Tuinal was introduced as a sedative–hypnotic (sleeping pill) medication in the late 1940s by Eli Lilly. It was also used in obstetrics for childbirth. It was produced in brightly colored half-reddish orange and half-turquoise blue gelatin capsule form (bullet-shaped Pulvules) for oral administration. Individual capsules contained 50 mg, 100 mg, or 200 mg of barbiturate salts. The combination of a short-acting barbiturate, secobarbital, with an intermediate-acting barbiturate, amobarbital, aimed to provide "a rapid yet prolonged hypnotic action".

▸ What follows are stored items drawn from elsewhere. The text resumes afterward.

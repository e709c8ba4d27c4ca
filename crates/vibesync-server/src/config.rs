//! Server configuration loaded from environment variables.
//!
//! All settings have sensible defaults so the server can start with zero
//! configuration for local development.

use std::net::SocketAddr;
use std::path::PathBuf;
use std::time::Duration;

use chrono::{FixedOffset, Offset, Utc};

use vibesync_shared::voting::EligibilityThresholds;

/// Server configuration.
#[derive(Debug, Clone)]
pub struct ServerConfig {
    /// Socket address for the HTTP (axum) API server.
    /// Env: `HTTP_ADDR`
    /// Default: `0.0.0.0:8080`
    pub http_addr: SocketAddr,

    /// SQLite database file.
    /// Env: `DATABASE_PATH`
    /// Default: `None` (platform data directory).
    pub database_path: Option<PathBuf>,

    /// Bearer secret guarding the sweep endpoints.
    /// Env: `INTERNAL_API_KEY`
    /// Default: empty (sweeps open, development only).
    pub internal_api_key: Option<String>,

    /// Admin API bearer token. Required to register users.
    /// Env: `ADMIN_TOKEN`
    /// Default: empty (admin API disabled).
    pub admin_token: Option<String>,

    /// Text-generation endpoint.
    /// Env: `TEXT_SERVICE_URL`
    /// Default: empty (canned fallbacks only).
    pub text_service_url: Option<String>,

    /// Env: `TEXT_SERVICE_TIMEOUT_SECS`
    /// Default: 8 seconds.
    pub text_service_timeout: Duration,

    /// Offset that defines the local day for the daily GP cap.
    /// Env: `QUOTA_UTC_OFFSET_MINUTES`
    /// Default: UTC.
    pub quota_offset: FixedOffset,

    /// Env: `GP_ELIGIBLE_MIN_MEMBERS`, `GP_ELIGIBLE_MIN_MESSAGES`,
    /// `GP_ELIGIBLE_MIN_MINUTES`
    pub eligibility: EligibilityThresholds,
}

impl Default for ServerConfig {
    fn default() -> Self {
        Self {
            http_addr: ([0, 0, 0, 0], 8080).into(),
            database_path: None,
            internal_api_key: None,
            admin_token: None,
            text_service_url: None,
            text_service_timeout: Duration::from_secs(8),
            quota_offset: Utc.fix(),
            eligibility: EligibilityThresholds::default(),
        }
    }
}

impl ServerConfig {
    /// Load configuration from environment variables, falling back to defaults.
    pub fn from_env() -> Self {
        Self::from_lookup(|key| std::env::var(key).ok())
    }

    fn from_lookup(get: impl Fn(&str) -> Option<String>) -> Self {
        let mut config = Self::default();

        if let Some(addr) = get("HTTP_ADDR") {
            if let Ok(parsed) = addr.parse::<SocketAddr>() {
                config.http_addr = parsed;
            } else {
                tracing::warn!(value = %addr, "Invalid HTTP_ADDR, using default");
            }
        }

        if let Some(path) = get("DATABASE_PATH").filter(|p| !p.is_empty()) {
            config.database_path = Some(PathBuf::from(path));
        }

        config.internal_api_key = get("INTERNAL_API_KEY").filter(|k| !k.is_empty());
        config.admin_token = get("ADMIN_TOKEN").filter(|t| !t.is_empty());
        config.text_service_url = get("TEXT_SERVICE_URL").filter(|u| !u.is_empty());

        if let Some(secs) = parse_var::<u64>(&get, "TEXT_SERVICE_TIMEOUT_SECS") {
            config.text_service_timeout = Duration::from_secs(secs);
        }

        if let Some(minutes) = parse_var::<i32>(&get, "QUOTA_UTC_OFFSET_MINUTES") {
            match minutes.checked_mul(60).and_then(FixedOffset::east_opt) {
                Some(offset) => config.quota_offset = offset,
                None => tracing::warn!(minutes, "QUOTA_UTC_OFFSET_MINUTES out of range, using UTC"),
            }
        }

        if let Some(n) = parse_var(&get, "GP_ELIGIBLE_MIN_MEMBERS") {
            config.eligibility.min_members = n;
        }
        if let Some(n) = parse_var(&get, "GP_ELIGIBLE_MIN_MESSAGES") {
            config.eligibility.min_messages = n;
        }
        if let Some(n) = parse_var(&get, "GP_ELIGIBLE_MIN_MINUTES") {
            config.eligibility.min_minutes = n;
        }

        // RUST_LOG is handled directly by tracing-subscriber's EnvFilter.

        config
    }
}

fn parse_var<T: std::str::FromStr>(get: &impl Fn(&str) -> Option<String>, key: &str) -> Option<T> {
    let raw = get(key)?;
    match raw.trim().parse::<T>() {
        Ok(value) => Some(value),
        Err(_) => {
            tracing::warn!(key, value = %raw, "Invalid value, using default");
            None
        }
    }
}

#[cfg(test)]
mod tests {
    use super::*;
    use std::collections::HashMap;

    fn lookup(pairs: &[(&str, &str)]) -> impl Fn(&str) -> Option<String> {
        let map: HashMap<String, String> = pairs
            .iter()
            .map(|(k, v)| (k.to_string(), v.to_string()))
            .collect();
        move |key| map.get(key).cloned()
    }

    #[test]
    fn test_default_config() {
        let config = ServerConfig::default();
        assert_eq!(config.http_addr, ([0, 0, 0, 0], 8080).into());
        assert_eq!(config.text_service_timeout, Duration::from_secs(8));
        assert_eq!(config.eligibility.min_members, 3);
        assert!(config.internal_api_key.is_none());
    }

    #[test]
    fn test_env_overrides() {
        let config = ServerConfig::from_lookup(lookup(&[
            ("HTTP_ADDR", "127.0.0.1:9000"),
            ("ADMIN_TOKEN", "secret"),
            ("INTERNAL_API_KEY", ""),
            ("QUOTA_UTC_OFFSET_MINUTES", "-300"),
            ("GP_ELIGIBLE_MIN_MESSAGES", "4"),
        ]));
        assert_eq!(config.http_addr, ([127, 0, 0, 1], 9000).into());
        assert_eq!(config.admin_token.as_deref(), Some("secret"));
        assert!(config.internal_api_key.is_none());
        assert_eq!(config.quota_offset.local_minus_utc(), -300 * 60);
        assert_eq!(config.eligibility.min_messages, 4);
    }

    #[test]
    fn test_invalid_values_fall_back() {
        let config = ServerConfig::from_lookup(lookup(&[
            ("HTTP_ADDR", "not-an-addr"),
            ("TEXT_SERVICE_TIMEOUT_SECS", "soon"),
            ("QUOTA_UTC_OFFSET_MINUTES", "100000"),
        ]));
        assert_eq!(config.http_addr, ([0, 0, 0, 0], 8080).into());
        assert_eq!(config.text_service_timeout, Duration::from_secs(8));
        assert_eq!(config.quota_offset.local_minus_utc(), 0);
    }
}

Eli Lilly has discontinued the manufacture of Tuinal in the United States due to the diminishing use of barbiturates (largely replaced by the benzodiazepine family of drugs) in outpatient treatment, and its widespread abuse. Currently, Valleant Labs markets secobarbital capsules only. Flynn Pharma of Ireland no longer manufactures Tuinal, Seconal (secobarbital), or Amytal (amobarbital). Amytal has been discontinued, though injectable forms of amobarbital sodium remain.

==Society and culture==
The drug was featured in "Psycho Therapy," a song by the musical band Ramones, who stated "I like takin' Tuinal/It keeps me edgy and mean/I'm a teenage schizoid/I'm a teenage dope fiend."

It is also mentioned in "Lost Johnny" a song by the band Hawkwind in the last verse, "And we're all taking Tuinal/to murder our young dreams."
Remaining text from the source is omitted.